The end user must provision the endorsement and storage hierarchies. This is a case where an IT organization may decide to provision the endorsement hierarchy and/or the dictionary-attack reset authorizations, and leave the provisioning of the storage hierarchy to the person who is actually using the platform.

The first consideration is whether to disable the hierarchies (always enabled at startup) using TPM2_HierarchyControl. The method of disabling a hierarchy is platform specific. We expect something equivalent to a BIOS screen, with a means of disabling a hierarchy for the remainder of a boot cycle or having it persist through boot cycles. (We hope to present enough valuable use cases that you will never dream of disabling the TPM.)

Next, the end user must provision the endorsement and storage hierarchy, and the dictionary-attack protection policies and authorization values. Owner authorization is initially empty (no authorization required), as is owner policy (no policy is present).

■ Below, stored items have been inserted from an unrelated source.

//! Executable existence probe.
//!
//! Steps probe for their tool before launching so a missing binary degrades
//! to a skip with a warning instead of surfacing as a spawn fault. Lookup
//! iterates PATH entries directly rather than shelling out to `which` —
//! `which` behavior varies across systems and is sometimes a shell builtin
//! with inconsistent error handling.

use std::path::{Path, PathBuf};

/// Check whether a file has executable permission bits set.
#[cfg(unix)]
pub fn is_executable(path: &Path) -> bool {
    use std::os::unix::fs::PermissionsExt;
    path.metadata()
        .map(|m| m.permissions().mode() & 0o111 != 0)
        .unwrap_or(false)
}

/// On Windows, executability is determined by file extension, not permission bits.
#[cfg(not(unix))]
pub fn is_executable(_path: &Path) -> bool {
    true
}

/// Resolve a tool's binary path by iterating over PATH entries.
///
/// Returns the first match that exists and is executable.
pub fn resolve_tool(tool: &str) -> Option<PathBuf> {
    // Absolute or relative paths are taken as-is.
    if tool.contains(std::path::MAIN_SEPARATOR) {
        let candidate = PathBuf::from(tool);
        return (candidate.is_file() && is_executable(&candidate)).then_some(candidate);
    }

    let path_var = std::env::var_os("PATH")?;
    for dir in std::env::split_paths(&path_var) {
        let candidate = dir.join(tool);
        if candidate.is_file() && is_executable(&candidate) {
            return Some(candidate);
        }
    }
    None
}

/// Convenience wrapper: is `tool` launchable at all?
pub fn tool_exists(tool: &str) -> bool {
    resolve_tool(tool).is_some()
}

#[cfg(test)]
mod tests {
    use super::*;

    #[test]
    fn resolves_a_ubiquitous_tool() {
        // `sh` is present on every Unix; `cmd.exe` lookup is covered by the
        // extension rule and not exercised here.
        #[cfg(unix)]
        assert!(resolve_tool("sh").is_some());
    }

    #[test]
    fn missing_tool_resolves_to_none() {
        assert!(resolve_tool("definitely-not-a-real-binary-4711").is_none());
        assert!(!tool_exists("definitely-not-a-real-binary-4711"));
    }

    #[cfg(unix)]
    #[test]
    fn path_with_separator_is_taken_literally() {
        assert!(resolve_tool("/bin/sh").is_some());
        assert!(resolve_tool("/bin/definitely-not-here").is_none());
    }

    #[cfg(unix)]
    #[test]
    fn non_executable_file_is_not_a_tool() {
        let temp = tempfile::TempDir::new().unwrap();
        let plain = temp.path().join("notes.txt");
        std::fs::write(&plain, "text").unwrap();
        assert!(!is_executable(&plain));
    }
}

TPM2_HierarchyChangeAuth and TPM2_SetPrimaryPolicy change these values, which persist until cleared. The endorsement authorization and policy are set and changed using the same commands. The owner authorization and endorsement authorization should be set to high-entropy values, because they aren't guarded by the dictionary-attack protection.

The dictionary-attack logic has both a policy and an authorization value. The same party may provision all policies and authorization values, but they may choose different logic and values. It's particularly important to provision the dictionary-attack reset policy. If triggered, the dictionary-attack password can be used only once before a large wait is enforced. However, the policy can be used to reset the dictionary-attack counter even when the dictionary-attack password has been locked out.

The endorsement primary seed is generated during TPM vendor manufacturing. The end user doesn't typically change this value.

The storage primary seed is similarly generated during TPM vendor manufacturing.

The end user can either use this value or generate a new one. Generating a new one invalidates all objects in the storage and endorsement hierarchies except the endorsement hierarchy primary keys. Thus, the endorsement primary key certificate is still useful.

  • [1] We know of no OEM that currently is provisioning platform certificates.